While integrating more technology into the operation isn’t the panacea for every stadium challenge, it can help leaner operations run more efficiently and sustain the fun atmosphere that keeps fans coming back.
From ticketing to seating and concessions
Many stadiums have implemented electronic ticketing and smartphone apps which save time on fan entry and direct attendees through gates efficiently. Alternatively, stadiums can use smart cameras to monitor queue lengths and alert security to broadcast a message over the network audio system directing fans to a less congested gate.
Moving from handheld security wands to metal detector stanchions connected to network cameras can also speed gate entry. In addition to exposing weapons, the setup captures the ticketholder’s image which can be used to locate them in case of emergency. Or, in the case of a vip, facial recognition can be used to alert hospitality staff to vips entering the stadium. License plate recognition cameras posted in the vip parking area can also send alerts when important guests have arrived.

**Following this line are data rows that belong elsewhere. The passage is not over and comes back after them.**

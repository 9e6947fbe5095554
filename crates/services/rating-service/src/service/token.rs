//! Signed, time-limited bearer tokens.

use chrono::{DateTime, Duration, Utc};
use jsonwebtoken::{decode, encode, Algorithm, DecodingKey, EncodingKey, Header, Validation};
use serde::{Deserialize, Serialize};
use uuid::Uuid;

use common::{AppError, AppResult, JwtConfig};
use domain::{Role, User, TOKEN_TTL_SECONDS};

/// JWT claims payload
#[derive(Debug, Clone, PartialEq, Serialize, Deserialize)]
pub struct Claims {
    pub sub: Uuid,
    pub email: String,
    pub role: Role,
    pub exp: i64,
    pub iat: i64,
}

/// The verified caller, as carried by a token.
#[derive(Debug, Clone, PartialEq, Eq)]
pub struct Identity {
    pub id: Uuid,
    pub email: String,
    pub role: Role,
}

impl From<&User> for Identity {
    fn from(user: &User) -> Self {
        Self {
            id: user.id,
            email: user.email.clone(),
            role: user.role,
        }
    }
}

impl From<Claims> for Identity {
    fn from(claims: Claims) -> Self {
        Self {
            id: claims.sub,
            email: claims.email,
            role: claims.role,
        }
    }
}

/// Issues and verifies HS256 tokens with a fixed one-hour lifetime.
pub struct TokenService {
    encoding_key: EncodingKey,
    decoding_key: DecodingKey,
    validation: Validation,
    ttl: Duration,
}

impl TokenService {
    pub fn new(config: &JwtConfig) -> Self {
        let mut validation = Validation::new(Algorithm::HS256);
        // Expiry is absolute: no grace period past `exp`
        validation.leeway = 0;
        validation.set_required_spec_claims(&["exp", "sub"]);

        Self {
            encoding_key: EncodingKey::from_secret(config.secret_bytes()),
            decoding_key: DecodingKey::from_secret(config.secret_bytes()),
            validation,
            ttl: Duration::seconds(TOKEN_TTL_SECONDS),
        }
    }

    /// Issue a token for the identity, expiring one hour from now.
    pub fn issue(&self, identity: &Identity) -> AppResult<String> {
        self.issue_at(identity, Utc::now())
    }

    /// Issue a token as if at `issued_at`.
    pub fn issue_at(&self, identity: &Identity, issued_at: DateTime<Utc>) -> AppResult<String> {
        let claims = Claims {
            sub: identity.id,
            email: identity.email.clone(),
            role: identity.role,
            exp: (issued_at + self.ttl).timestamp(),
            iat: issued_at.timestamp(),
        };

        encode(&Header::new(Algorithm::HS256), &claims, &self.encoding_key)
            .map_err(|e| AppError::internal(format!("Token encoding failed: {}", e)))
    }

    /// Check signature and expiry.
    ///
    /// Expired tokens fail with `TokenExpired`; any other defect (bad
    /// signature, malformed structure, wrong algorithm, unknown role) fails
    /// with `InvalidToken`.
    pub fn verify(&self, token: &str) -> AppResult<Identity> {
        let data = decode::<Claims>(token, &self.decoding_key, &self.validation)?;
        Ok(Identity::from(data.claims))
    }
}

#[cfg(test)]
mod tests {
    use super::*;

    fn service() -> TokenService {
        TokenService::new(&JwtConfig::new("unit-test-secret-that-is-long-enough!").unwrap())
    }

    fn identity(role: Role) -> Identity {
        Identity {
            id: Uuid::new_v4(),
            email: "caller@example.com".to_string(),
            role,
        }
    }

    #[test]
    fn test_issue_then_verify() {
        let tokens = service();
        let who = identity(Role::StoreOwner);

        let token = tokens.issue(&who).unwrap();
        assert_eq!(tokens.verify(&token).unwrap(), who);
    }

    #[test]
    fn test_token_valid_just_before_expiry() {
        let tokens = service();
        let issued_at = Utc::now() - Duration::seconds(TOKEN_TTL_SECONDS - 30);

        let token = tokens.issue_at(&identity(Role::NormalUser), issued_at).unwrap();
        assert!(tokens.verify(&token).is_ok());
    }

    #[test]
    fn test_token_rejected_after_expiry() {
        let tokens = service();
        let issued_at = Utc::now() - Duration::seconds(TOKEN_TTL_SECONDS + 5);

        let token = tokens.issue_at(&identity(Role::NormalUser), issued_at).unwrap();
        assert!(matches!(tokens.verify(&token), Err(AppError::TokenExpired)));
    }

    #[test]
    fn test_tampered_payload_is_invalid() {
        let tokens = service();
        let token = tokens.issue(&identity(Role::NormalUser)).unwrap();

        // Splice an admin payload onto the original signature
        let forged = tokens.issue(&identity(Role::SystemAdmin)).unwrap();
        let parts: Vec<&str> = token.split('.').collect();
        let forged_parts: Vec<&str> = forged.split('.').collect();
        let tampered = format!("{}.{}.{}", parts[0], forged_parts[1], parts[2]);

        assert!(matches!(tokens.verify(&tampered), Err(AppError::InvalidToken)));
    }

    #[test]
    fn test_flipped_signature_byte_is_invalid() {
        let tokens = service();
        let token = tokens.issue(&identity(Role::NormalUser)).unwrap();
        let mut bytes = token.into_bytes();
        let at = bytes.len() - 10;
        bytes[at] = if bytes[at] == b'A' { b'B' } else { b'A' };
        let token = String::from_utf8(bytes).unwrap();

        assert!(matches!(tokens.verify(&token), Err(AppError::InvalidToken)));
    }

    #[test]
    fn test_other_secret_is_invalid() {
        let token = service().issue(&identity(Role::NormalUser)).unwrap();
        let other = TokenService::new(&JwtConfig::new("a-completely-different-secret-value!!").unwrap());

        assert!(matches!(other.verify(&token), Err(AppError::InvalidToken)));
    }

    #[test]
    fn test_garbage_is_invalid() {
        assert!(matches!(service().verify("not.a.token"), Err(AppError::InvalidToken)));
        assert!(matches!(service().verify(""), Err(AppError::InvalidToken)));
    }
}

Another step stadium operators can take to enhance the fan experience is shifting to touchless, cashless concession operations. Instead of waiting in line on a crowded concourse, fans can use a smartphone app to place their order and receive notice when they’re ready for pickup.
Bathroom cleanliness is also an issue that technology can address. In lieu of hiring individual bathroom attendants, people-counting cameras outside restrooms can track usage and send an alert to custodial staff when it’s time to clean and restock each lavatory.
Recruiting and retaining staff
Many service industries are facing staff shortages these days. Stadiums are no exception. While there’s no magic formula for recruiting and retaining employees, technology can help stadiums deploy their leaner workforces more efficiently without compromising fan service and security. It can also help create a more pleasant work environment by identifying and relieving stress points in real time. For instance, it can alert management when to shift staff from one location to another based on changing conditions — whether to speed up service to hungry fans on the concourse, handle medical emergencies at the first aid station or break up an altercation in the stands.
Body-worn cameras are another tool that can help with retention. Because they capture an unbiased recording of events, staff can feel protected against false claims of misconduct in their interactions with fans. The video can also help with employee training by giving them the opportunity to review past interactions — both their own and those of co-workers — and adopt more effective ways to respond going forward.
Pre-game and after-hours protection
Tailgating has always been part of the fan experience. But keeping revelers from becoming dangerously rowdy can be a challenge with limited security. High-mounting cameras in the parking lot can give the security team a comprehensive view of the area. Integrating video and audio analytics into the technology mix can alert security to potential problems so they can intercede if a situation escalates. If horn speakers are available, security can broadcast a warning message to the group.
Whether it’s vandals or exuberant fans trying to sneak onto the property after hours, technology can act as a force multiplier to a skeletal security staff. For instance, in darkness, thermal cameras equipped with motion detection and other analytics can spot intruders before they climb the fence. They can alert security patrols to the trespasser’s exact location and/or trigger an audio warning to vacate the premises before someone gets hurt or destroys property.
Open standards offer more options
With the shift to open standards platforms, today’s stadiums have more options than ever for enhancing security, customer service and the fan experience. Because data can be shared across diverse camera systems, video and audio analytics, radar detectors, network speakers and access control systems, management can respond more quickly and effectively to challenges, even when running a leaner operation.